Мы первыми не начинали
Братоубийственной войны.
Нас жгли, нас вешали, стреляли,
Живыми клали во гробы.
Где друг, где враг? Я сам не знаю.
Такая каша на земле!
Один трубач не унывает,
Качаясь в такт шагам в седле.
Трубач, любимец эскадрона,
Не озлобленный до сих пор,
Прижал с улыбкой отрешенной,
Как девушку, к груди свой горн.
Вот так и едет улыбаясь
И, сам не знаю почему,
Но по секрету вам признаюсь,
Что я завидую ему.
Его не гложет червь сомненья,
И грудь не рвет напополам,
Всего себя отдал теченью,
Причудливым судьбы волнам.
Ах, знать бы за кого молиться
И за кого нам благовест
Заказывать. Суровы лица
Да и церквей то нет окрест.
Мой конь без корма обессилел -
Идем который день подряд.
"Большевики нас окружили", -
Уже в обозе говорят.
Но это только кривотолки,
Пока не видно здесь врагов.
Мелькнул однажды на пригорке
Разъезд мятежных казаков.
За ними гнались, да куда там -
Не кони - звери.

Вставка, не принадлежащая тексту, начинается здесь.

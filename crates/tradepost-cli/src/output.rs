//! Table and JSON output formatting for CLI commands.

use serde::Serialize;
use tabled::{Table, Tabled};

/// Output format selection
#[derive(Debug, Clone, Copy, Default, PartialEq, Eq, clap::ValueEnum)]
pub enum OutputFormat {
    /// Human-readable table
    #[default]
    Table,
    /// JSON output
    Json,
}

/// Print a list of items in the selected format
pub fn print_list<T: Serialize + Tabled>(items: &[T], format: OutputFormat) {
    match format {
        OutputFormat::Table => {
            if items.is_empty() {
                println!("No results found.");
            } else {
                println!("{}", Table::new(items));
            }
        }
        OutputFormat::Json => {
            let json = serde_json::to_string_pretty(items).unwrap_or_else(|_| "[]".to_string());
            println!("{json}");
        }
    }
}

/// Print a success message
pub fn print_success(msg: &str) {
    println!("✓ {msg}");
}

/// Print an error message
pub fn print_error(msg: &str) {
    eprintln!("✗ {msg}");
}

/// Print a key-value pair
pub fn print_kv(key: &str, value: &str) {
    println!("  {:<24} {}", format!("{key}:"), value);
}
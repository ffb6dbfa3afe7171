//! RBAC helpers for role-based route guarding.
//!
//! Services enforce permissions themselves; these checks reject early at the
//! handler so admin routes answer 403 before any work is done.

use tradepost_core::error::AppError;

use crate::extractors::AuthUser;

/// Checks that the authenticated user has the admin role.
pub fn require_admin(auth: &AuthUser) -> Result<(), AppError> {
    if !auth.roles.can_manage_users() {
        return Err(AppError::forbidden("Admin access required"));
    }
    Ok(())
}

/// Checks that the authenticated user is admin or back office staff.
pub fn require_staff(auth: &AuthUser) -> Result<(), AppError> {
    if !auth.roles.can_manage_listings() {
        return Err(AppError::forbidden("Admin or back office access required"));
    }
    Ok(())
}

#[cfg(test)]
mod tests {
    use super::*;
    use tradepost_entity::user::{RoleSet, UserRole};
    use tradepost_service::context::RequestContext;
    use uuid::Uuid;

    fn user(roles: &[UserRole]) -> AuthUser {
        let roles: RoleSet = roles.iter().copied().collect();
        AuthUser(RequestContext::new(Uuid::new_v4(), "u@test.com".to_string(), roles))
    }

    #[test]
    fn test_backoffice_is_staff_but_not_admin() {
        let staff = user(&[UserRole::Backoffice]);
        assert!(require_staff(&staff).is_ok());
        assert!(require_admin(&staff).is_err());
    }

    #[test]
    fn test_client_is_neither() {
        let client = user(&[UserRole::Client, UserRole::Visitor]);
        assert!(require_staff(&client).is_err());
        assert!(require_admin(&client).is_err());
        assert!(require_admin(&user(&[UserRole::Admin])).is_ok());
    }
}
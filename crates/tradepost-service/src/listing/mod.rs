//! Listing lifecycle, the posting wizard and marketplace search.

pub mod search;
pub mod service;
pub mod view;
pub mod wizard;

pub use search::{ListingCard, SearchCriteria, SearchResults, SearchService};
pub use service::ListingService;
pub use view::{ListingView, SellerSummary};
pub use wizard::{ListingDraft, ListingInput, ListingWizard, WizardLimits, WizardStep};
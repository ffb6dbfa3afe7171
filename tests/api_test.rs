//! Router tests covering public endpoints, token handling and role gates.

mod common;

use axum::http::StatusCode;
use serde_json::json;

use common::TestApp;
use tradepost_entity::user::UserRole;

#[tokio::test]
async fn test_version_is_public() {
    let app = TestApp::new().await;
    let response = app.request("GET", "/api/version", None, None).await;

    assert_eq!(response.status, StatusCode::OK);
    assert_eq!(response.body["version"], env!("CARGO_PKG_VERSION"));
}

#[tokio::test]
async fn test_search_requires_token() {
    let app = TestApp::new().await;
    let response = app.request("GET", "/api/listings/search", None, None).await;

    assert_eq!(response.status, StatusCode::UNAUTHORIZED);
    assert_eq!(response.body["error"], "UNAUTHORIZED");
}

#[tokio::test]
async fn test_garbage_token_is_rejected() {
    let app = TestApp::new().await;
    let response = app
        .request("GET", "/api/dashboard", None, Some("not-a-jwt"))
        .await;

    assert_eq!(response.status, StatusCode::UNAUTHORIZED);
}

#[tokio::test]
async fn test_refresh_token_is_not_an_access_token() {
    let app = TestApp::new().await;
    let token = app.refresh_token();
    let response = app
        .request("GET", "/api/messages", None, Some(&token))
        .await;

    assert_eq!(response.status, StatusCode::UNAUTHORIZED);
}

#[tokio::test]
async fn test_client_cannot_open_admin_console() {
    let app = TestApp::new().await;
    let token = app.token(&[UserRole::Client]);

    let users = app
        .request("GET", "/api/admin/users", None, Some(&token))
        .await;
    assert_eq!(users.status, StatusCode::FORBIDDEN);

    let listings = app
        .request("GET", "/api/admin/listings", None, Some(&token))
        .await;
    assert_eq!(listings.status, StatusCode::FORBIDDEN);
}

#[tokio::test]
async fn test_backoffice_cannot_manage_users() {
    let app = TestApp::new().await;
    let token = app.token(&[UserRole::Backoffice]);
    let path = format!("/api/admin/users/{}/roles/admin", uuid::Uuid::new_v4());

    let response = app.request("POST", &path, None, Some(&token)).await;
    assert_eq!(response.status, StatusCode::FORBIDDEN);

    let category = app
        .request(
            "POST",
            "/api/admin/categories",
            Some(json!({ "name": "Vehicles" })),
            Some(&token),
        )
        .await;
    assert_eq!(category.status, StatusCode::FORBIDDEN);
}

#[tokio::test]
async fn test_admin_toggle_rejects_unknown_role() {
    let app = TestApp::new().await;
    let token = app.token(&[UserRole::Admin]);
    let path = format!("/api/admin/users/{}/roles/superuser", uuid::Uuid::new_v4());

    let response = app.request("POST", &path, None, Some(&token)).await;
    assert_eq!(response.status, StatusCode::BAD_REQUEST);
}

#[tokio::test]
async fn test_revoked_admin_is_refused_on_next_request() {
    let app = TestApp::new().await;
    let (admin_id, token) = app.sign_in(&[UserRole::Admin, UserRole::Client]);
    let path = format!("/api/admin/users/{}/roles/superuser", uuid::Uuid::new_v4());

    // Passes the admin gate and fails on the role name.
    let before = app.request("POST", &path, None, Some(&token)).await;
    assert_eq!(before.status, StatusCode::BAD_REQUEST);

    app.roles.assign(admin_id, &[UserRole::Client]);

    let after = app.request("POST", &path, None, Some(&token)).await;
    assert_eq!(after.status, StatusCode::FORBIDDEN);
}

#[tokio::test]
async fn test_token_roles_are_not_trusted() {
    let app = TestApp::new().await;
    let (user_id, token) = app.sign_in(&[UserRole::Admin]);
    app.roles.assign(user_id, &[]);

    let response = app
        .request("GET", "/api/admin/users", None, Some(&token))
        .await;
    assert_eq!(response.status, StatusCode::FORBIDDEN);
}

#[tokio::test]
async fn test_wizard_blocks_incomplete_first_step() {
    let app = TestApp::new().await;
    let token = app.token(&[UserRole::Client]);

    let response = app
        .request(
            "POST",
            "/api/listings/wizard/validate",
            Some(json!({ "step": 1, "draft": { "title": "   " } })),
            Some(&token),
        )
        .await;

    assert_eq!(response.status, StatusCode::OK);
    let data = &response.body["data"];
    assert_eq!(data["can_proceed"], false);
    assert!(data["next_step"].is_null());
    assert_eq!(data["missing_fields"].as_array().map(Vec::len), Some(2));
}

#[tokio::test]
async fn test_wizard_allows_complete_first_step() {
    let app = TestApp::new().await;
    let token = app.token(&[UserRole::Client]);

    let response = app
        .request(
            "POST",
            "/api/listings/wizard/validate",
            Some(json!({
                "step": 1,
                "draft": {
                    "category_id": uuid::Uuid::new_v4(),
                    "title": "CNC lathe"
                }
            })),
            Some(&token),
        )
        .await;

    assert_eq!(response.status, StatusCode::OK);
    assert_eq!(response.body["data"]["can_proceed"], true);
    assert_eq!(response.body["data"]["next_step"], 2);
}

#[tokio::test]
async fn test_wizard_rejects_unknown_step() {
    let app = TestApp::new().await;
    let token = app.token(&[UserRole::Client]);

    let response = app
        .request(
            "POST",
            "/api/listings/wizard/validate",
            Some(json!({ "step": 9 })),
            Some(&token),
        )
        .await;
    assert_eq!(response.status, StatusCode::BAD_REQUEST);
}

#[tokio::test]
async fn test_search_rejects_unknown_sort() {
    let app = TestApp::new().await;
    let token = app.token(&[UserRole::Client]);

    let response = app
        .request(
            "GET",
            "/api/listings/search?sort=cheapest",
            None,
            Some(&token),
        )
        .await;
    assert_eq!(response.status, StatusCode::BAD_REQUEST);
}

#[tokio::test]
async fn test_register_password_mismatch() {
    let app = TestApp::new().await;

    let response = app
        .request(
            "POST",
            "/api/auth/register",
            Some(json!({
                "email": "buyer@example.com",
                "password": "correct horse battery staple",
                "confirm_password": "correct horse battery stapler",
                "first_name": "Rui",
                "last_name": "Costa",
                "company_name": "Costa Lda"
            })),
            None,
        )
        .await;

    assert_eq!(response.status, StatusCode::BAD_REQUEST);
    assert_eq!(response.body["message"], "Passwords don't match");
}

#[tokio::test]
async fn test_register_rejects_malformed_email() {
    let app = TestApp::new().await;

    let response = app
        .request(
            "POST",
            "/api/auth/register",
            Some(json!({
                "email": "buyer@example..com",
                "password": "correct horse battery staple",
                "confirm_password": "correct horse battery staple",
                "first_name": "Rui",
                "last_name": "Costa",
                "company_name": "Costa Lda"
            })),
            None,
        )
        .await;

    assert_eq!(response.status, StatusCode::BAD_REQUEST);
    assert_eq!(response.body["message"], "Please enter a valid email address");
}

#[tokio::test]
async fn test_delete_requires_reason() {
    let app = TestApp::new().await;
    let token = app.token(&[UserRole::Client]);
    let path = format!("/api/listings/{}", uuid::Uuid::new_v4());

    let response = app
        .request("DELETE", &path, Some(json!({ "reason": "  " })), Some(&token))
        .await;

    assert_eq!(response.status, StatusCode::BAD_REQUEST);
    assert_eq!(
        response.body["message"],
        "Please provide a reason for deletion"
    );
}

#[tokio::test]
async fn test_blank_message_is_rejected() {
    let app = TestApp::new().await;
    let token = app.token(&[UserRole::Client]);

    let response = app
        .request(
            "POST",
            "/api/messages",
            Some(json!({ "listing_id": uuid::Uuid::new_v4(), "content": "   " })),
            Some(&token),
        )
        .await;

    assert_eq!(response.status, StatusCode::BAD_REQUEST);
    assert_eq!(response.body["message"], "Please enter a message");
}

#[tokio::test]
async fn test_media_from_unknown_bucket_is_not_found() {
    let app = TestApp::new().await;
    let response = app
        .request("GET", "/media/other-bucket/a/b.png", None, None)
        .await;

    assert_eq!(response.status, StatusCode::NOT_FOUND);
}
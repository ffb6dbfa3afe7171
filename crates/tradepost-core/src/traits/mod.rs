//! Core traits defined in `tradepost-core` and implemented by other crates.

pub mod storage;

pub use storage::StorageProvider;
//! # tradepost-storage
//!
//! Object storage for TradePost. A local filesystem provider holds one
//! directory per bucket; [`ImageStore`] lays out and validates listing photos
//! inside the image bucket.

pub mod images;
pub mod providers;

pub use images::{ImageStore, StoredImage};
pub use providers::local::LocalStorageProvider;
//! Repository implementations for all TradePost entities.

pub mod catalog;
pub mod listing;
pub mod message;
pub mod profile;
pub mod role;
pub mod user;

pub use catalog::CatalogRepository;
pub use listing::ListingRepository;
pub use message::MessageRepository;
pub use profile::ProfileRepository;
pub use role::RoleRepository;
pub use user::UserRepository;
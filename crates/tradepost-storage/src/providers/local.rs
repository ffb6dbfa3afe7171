//! Local filesystem storage provider.

use std::path::{Component, Path, PathBuf};

use async_trait::async_trait;
use bytes::Bytes;
use tokio::fs;
use tokio_util::io::ReaderStream;
use tracing::debug;

use tradepost_core::error::{AppError, ErrorKind};
use tradepost_core::result::AppResult;
use tradepost_core::traits::storage::{ByteStream, StorageProvider};

/// Local filesystem storage provider.
#[derive(Debug, Clone)]
pub struct LocalStorageProvider {
    /// Root directory for all stored objects.
    root: PathBuf,
}

impl LocalStorageProvider {
    /// Create a new local storage provider rooted at the given path.
    pub async fn new(root_path: impl AsRef<Path>) -> AppResult<Self> {
        let root = root_path.as_ref().to_path_buf();
        fs::create_dir_all(&root).await.map_err(|e| {
            AppError::with_source(
                ErrorKind::Storage,
                format!("Failed to create storage root: {}", root.display()),
                e,
            )
        })?;
        Ok(Self { root })
    }

    /// Resolve a relative object path inside the root.
    ///
    /// Absolute components and `..` are rejected so callers cannot escape the root.
    fn resolve(&self, path: &str) -> AppResult<PathBuf> {
        let relative = Path::new(path.trim_start_matches('/'));
        if relative
            .components()
            .any(|c| !matches!(c, Component::Normal(_) | Component::CurDir))
        {
            return Err(AppError::validation(format!("Invalid storage path: {path}")));
        }
        Ok(self.root.join(relative))
    }

    async fn ensure_parent(&self, path: &Path) -> AppResult<()> {
        if let Some(parent) = path.parent() {
            fs::create_dir_all(parent).await.map_err(|e| {
                AppError::with_source(
                    ErrorKind::Storage,
                    format!("Failed to create parent directory: {}", parent.display()),
                    e,
                )
            })?;
        }
        Ok(())
    }
}

fn open_error(path: &str, e: std::io::Error) -> AppError {
    if e.kind() == std::io::ErrorKind::NotFound {
        AppError::not_found(format!("File not found: {path}"))
    } else {
        AppError::with_source(ErrorKind::Storage, format!("Failed to read file: {path}"), e)
    }
}

#[async_trait]
impl StorageProvider for LocalStorageProvider {
    async fn health_check(&self) -> AppResult<bool> {
        Ok(fs::metadata(&self.root)
            .await
            .map(|m| m.is_dir())
            .unwrap_or(false))
    }

    async fn read(&self, path: &str) -> AppResult<ByteStream> {
        let full_path = self.resolve(path)?;
        let file = fs::File::open(&full_path)
            .await
            .map_err(|e| open_error(path, e))?;

        Ok(Box::pin(ReaderStream::new(file)))
    }

    async fn write(&self, path: &str, data: Bytes) -> AppResult<()> {
        let full_path = self.resolve(path)?;
        self.ensure_parent(&full_path).await?;

        fs::write(&full_path, &data).await.map_err(|e| {
            AppError::with_source(
                ErrorKind::Storage,
                format!("Failed to write file: {path}"),
                e,
            )
        })?;

        debug!(path, bytes = data.len(), "Wrote object");
        Ok(())
    }

    async fn delete(&self, path: &str) -> AppResult<()> {
        let full_path = self.resolve(path)?;
        match fs::remove_file(&full_path).await {
            Ok(()) => Ok(()),
            Err(e) if e.kind() == std::io::ErrorKind::NotFound => Ok(()),
            Err(e) => Err(AppError::with_source(
                ErrorKind::Storage,
                format!("Failed to delete file: {path}"),
                e,
            )),
        }
    }
}

#[cfg(test)]
mod tests {
    use futures::StreamExt;

    use super::*;

    async fn read_all(provider: &LocalStorageProvider, path: &str) -> AppResult<Vec<u8>> {
        let mut stream = provider.read(path).await?;
        let mut data = Vec::new();
        while let Some(chunk) = stream.next().await {
            data.extend_from_slice(&chunk.unwrap());
        }
        Ok(data)
    }

    #[tokio::test]
    async fn test_write_read_delete() {
        let dir = tempfile::tempdir().unwrap();
        let provider = LocalStorageProvider::new(dir.path()).await.unwrap();

        provider
            .write("bucket/a/file.txt", Bytes::from("hello world"))
            .await
            .unwrap();
        assert!(dir.path().join("bucket/a/file.txt").is_file());
        assert_eq!(
            read_all(&provider, "bucket/a/file.txt").await.unwrap(),
            b"hello world"
        );

        provider.delete("bucket/a/file.txt").await.unwrap();
        assert!(!dir.path().join("bucket/a/file.txt").exists());
        provider.delete("bucket/a/file.txt").await.unwrap();
    }

    #[tokio::test]
    async fn test_read_streams_whole_file() {
        let dir = tempfile::tempdir().unwrap();
        let provider = LocalStorageProvider::new(dir.path()).await.unwrap();
        provider.write("x.bin", Bytes::from(vec![7u8; 20_000])).await.unwrap();

        let data = read_all(&provider, "x.bin").await.unwrap();
        assert_eq!(data.len(), 20_000);
    }

    #[tokio::test]
    async fn test_missing_file_is_not_found() {
        let dir = tempfile::tempdir().unwrap();
        let provider = LocalStorageProvider::new(dir.path()).await.unwrap();
        let err = read_all(&provider, "nope.png").await.unwrap_err();
        assert_eq!(err.kind, ErrorKind::NotFound);
    }

    #[tokio::test]
    async fn test_parent_traversal_rejected() {
        let dir = tempfile::tempdir().unwrap();
        let provider = LocalStorageProvider::new(dir.path()).await.unwrap();
        let err = read_all(&provider, "../etc/passwd").await.unwrap_err();
        assert_eq!(err.kind, ErrorKind::Validation);
    }

    #[tokio::test]
    async fn test_health_check_reports_root() {
        let dir = tempfile::tempdir().unwrap();
        let provider = LocalStorageProvider::new(dir.path().join("root")).await.unwrap();
        assert!(provider.health_check().await.unwrap());
    }
}
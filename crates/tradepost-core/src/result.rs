//! Convenience result type alias for TradePost.

use crate::error::AppError;

/// A specialized `Result` type for TradePost operations.
pub type AppResult<T> = Result<T, AppError>;
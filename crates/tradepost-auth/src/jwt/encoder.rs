//! JWT token creation with configurable signing and TTL.

use chrono::{DateTime, Utc};
use jsonwebtoken::{EncodingKey, Header, encode};
use serde::{Deserialize, Serialize};
use uuid::Uuid;

use tradepost_core::config::AuthConfig;
use tradepost_core::error::AppError;
use tradepost_entity::user::RoleSet;

use super::claims::{Claims, TokenType};

/// Creates signed HS256 access and refresh tokens.
#[derive(Clone)]
pub struct JwtEncoder {
    encoding_key: EncodingKey,
    access_ttl: chrono::Duration,
    refresh_ttl: chrono::Duration,
}

impl std::fmt::Debug for JwtEncoder {
    fn fmt(&self, f: &mut std::fmt::Formatter<'_>) -> std::fmt::Result {
        f.debug_struct("JwtEncoder")
            .field("access_ttl", &self.access_ttl)
            .field("refresh_ttl", &self.refresh_ttl)
            .finish()
    }
}

/// Result of a successful token pair generation.
#[derive(Debug, Clone, Serialize, Deserialize)]
pub struct TokenPair {
    /// Short-lived access token.
    pub access_token: String,
    /// Long-lived refresh token.
    pub refresh_token: String,
    /// Always `"Bearer"`.
    pub token_type: String,
    /// Access token expiration timestamp.
    pub access_expires_at: DateTime<Utc>,
    /// Refresh token expiration timestamp.
    pub refresh_expires_at: DateTime<Utc>,
}

impl JwtEncoder {
    /// Creates a new encoder from auth configuration.
    pub fn new(config: &AuthConfig) -> Self {
        let minutes = i64::try_from(config.jwt_access_ttl_minutes).unwrap_or(i64::MAX / 60_000);
        let hours = i64::try_from(config.jwt_refresh_ttl_hours).unwrap_or(i64::MAX / 3_600_000);
        Self {
            encoding_key: EncodingKey::from_secret(config.jwt_secret.as_bytes()),
            access_ttl: chrono::Duration::minutes(minutes),
            refresh_ttl: chrono::Duration::hours(hours),
        }
    }

    /// Generates a new access + refresh token pair for the given user.
    pub fn generate_token_pair(
        &self,
        user_id: Uuid,
        email: &str,
        roles: &RoleSet,
    ) -> Result<TokenPair, AppError> {
        let now = Utc::now();
        let (access_token, access_expires_at) =
            self.sign(user_id, email, roles, TokenType::Access, now)?;
        let (refresh_token, refresh_expires_at) =
            self.sign(user_id, email, roles, TokenType::Refresh, now)?;

        Ok(TokenPair {
            access_token,
            refresh_token,
            token_type: "Bearer".to_string(),
            access_expires_at,
            refresh_expires_at,
        })
    }

    fn sign(
        &self,
        user_id: Uuid,
        email: &str,
        roles: &RoleSet,
        token_type: TokenType,
        now: DateTime<Utc>,
    ) -> Result<(String, DateTime<Utc>), AppError> {
        let exp = match token_type {
            TokenType::Access => now + self.access_ttl,
            TokenType::Refresh => now + self.refresh_ttl,
        };

        let claims = Claims {
            sub: user_id,
            email: email.to_string(),
            roles: roles.clone(),
            iat: now.timestamp(),
            exp: exp.timestamp(),
            jti: Uuid::new_v4(),
            token_type,
        };

        let token = encode(&Header::default(), &claims, &self.encoding_key)
            .map_err(|e| AppError::internal(format!("Failed to encode {token_type:?} token: {e}")))?;

        Ok((token, exp))
    }
}
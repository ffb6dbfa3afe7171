//! Pagination types for list endpoints.

use serde::{Deserialize, Serialize};

/// Default page size.
const DEFAULT_PAGE_SIZE: u64 = 6;
/// Maximum page size.
const MAX_PAGE_SIZE: u64 = 100;

/// Request parameters for paginated queries.
#[derive(Debug, Clone, Copy, Serialize, Deserialize)]
pub struct PageRequest {
    /// Page number (1-based).
    #[serde(default = "default_page")]
    pub page: u64,
    /// Number of items per page.
    #[serde(default = "default_page_size")]
    pub page_size: u64,
}

impl PageRequest {
    /// Create a new page request.
    pub fn new(page: u64, page_size: u64) -> Self {
        Self {
            page: page.max(1),
            page_size: page_size.clamp(1, MAX_PAGE_SIZE),
        }
    }

    /// Index of the first item on this page.
    pub fn offset(&self) -> u64 {
        (self.page.saturating_sub(1)) * self.page_size
    }

    /// Number of items on a full page.
    pub fn limit(&self) -> u64 {
        self.page_size
    }
}

impl Default for PageRequest {
    fn default() -> Self {
        Self {
            page: 1,
            page_size: DEFAULT_PAGE_SIZE,
        }
    }
}

/// Paginated response wrapper.
#[derive(Debug, Clone, Serialize, Deserialize)]
pub struct PageResponse<T: Serialize> {
    /// The items on this page.
    pub items: Vec<T>,
    /// Current page number (1-based).
    pub page: u64,
    /// Number of items per page.
    pub page_size: u64,
    /// Total number of items across all pages.
    pub total_items: u64,
    /// Total number of pages (never less than one).
    pub total_pages: u64,
    /// Whether there is a next page.
    pub has_next: bool,
    /// Whether there is a previous page.
    pub has_previous: bool,
    /// Page numbers `1..=total_pages` for rendering a pager.
    pub page_numbers: Vec<u64>,
}

impl<T: Serialize> PageResponse<T> {
    /// Create a new paginated response.
    pub fn new(items: Vec<T>, page: u64, page_size: u64, total_items: u64) -> Self {
        let total_pages = total_pages(total_items, page_size);
        Self {
            items,
            page,
            page_size,
            total_items,
            total_pages,
            has_next: page < total_pages,
            has_previous: page > 1,
            page_numbers: (1..=total_pages).collect(),
        }
    }

    /// Slice an in-memory result set into the requested page.
    ///
    /// The requested page is clamped to `[1, total_pages]`.
    pub fn paginate(all: Vec<T>, request: PageRequest) -> Self {
        let page_size = request.page_size.max(1);
        let total_items = all.len() as u64;
        let clamped = PageRequest {
            page: request.page.clamp(1, total_pages(total_items, page_size)),
            page_size,
        };
        let start = usize::try_from(clamped.offset()).unwrap_or(usize::MAX);
        let take = usize::try_from(clamped.limit()).unwrap_or(usize::MAX);
        let items = all.into_iter().skip(start).take(take).collect();
        Self::new(items, clamped.page, page_size, total_items)
    }
}

/// `max(1, ceil(total_items / page_size))`.
pub fn total_pages(total_items: u64, page_size: u64) -> u64 {
    let page_size = page_size.max(1);
    total_items.div_ceil(page_size).max(1)
}

fn default_page() -> u64 {
    1
}

fn default_page_size() -> u64 {
    DEFAULT_PAGE_SIZE
}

Нам бы их...
А в небе, тучами распятом,
Рассвет торжественно затих.
2.
Сидим в очередной станице,
Как баня топлена избы.
Легко дышать, светлеют лица,
Отодвигается борьба.
По базу кружится поземка,
А здесь, ненастию назло,
Кипит горячая похлебка
И офицеры за столом.
Роняет слезы умиленья
Полковник - он припомнил вдруг
И Царскосельские ученья,
И сослуживцев тесный круг.
Как это все теперь далеко
И не вернуть счастливый час.
Судьба, за что ты так жестоко
Наказывать решила нас.
На жизнь как на иной планете,
Когда казалось: жизнь - игра.
Вальсировали на паркете
Мы, молодые юнкера.
Бал, посвященный производству,
Ты вспомнишь, ротмистр, или нет,
Но сладкой болью отзовется
В душе твоей забытый свет.
Потом высоты Лаояна,
Смертей непрошеных беда,
Но нам в чащоба гаоляна
Победы брезжила звезда.
Потом германская, окопы,
Шрапнель, атаки, злая вша,
Карпатских гор крутые тропы...
В чем только теплилась душа?
Мы все достойно воевали,
Любовью к Родине горя,
Пока однажды не узнали
Об отречении царя.
С тех пор весь мир перевернулся,
Пришли солдаты, матросня.
Нас гнали, ставили под дула,
За верность старине кляня.
Вот справа от меня полковник,
В Ростов бежал он из Москвы;
Он спасся, но представьте, сколько
Их, не сносивших головы?
Он знал чекистские подвалы,
Но выжил, не сойдя с ума,
Его ни пытка не сломала,
Ни большевистская тюрьма.
Он выбрался из душегубки
И заучил судьбы урок.
И вот теперь в горячей рубке
Вертит неистовый клинок.
Чуть улыбнулся виновато
Поручик - думы не легки.
Его под Витебском солдаты
Поднять пытались на штыки.
я сам в Екатеринославле
К расстрелу был приговорен
И комиссар смеялся сально,
Когда б теперь попался он...
Один трубач улыбкой ясной
Приносит свет в густой наш мрак.
Он весь во власти грез прекрасных
И как дворец ему барак.
Увлечены его улыбкой
Мы забываем о борьбе,
Когда в рассветной дымке зыбкой
Он марш играет на трубе...
Пока трубить еще не время -
Час передышки на войне -
Мы, сбросив горя груз, как бремя,
Молчим, забывшись в полусне.
За деревянным ставне вьюга...
Вдруг щелкнул выстрел вдалеке.
К седлу. Затянута подпруга.
Клинок в безжалостной руке.
Храня в сердцах остатки веры,
На чуть приметный тусклый свет
Летят наметом офицеры...
Из них увидит кто рассвет?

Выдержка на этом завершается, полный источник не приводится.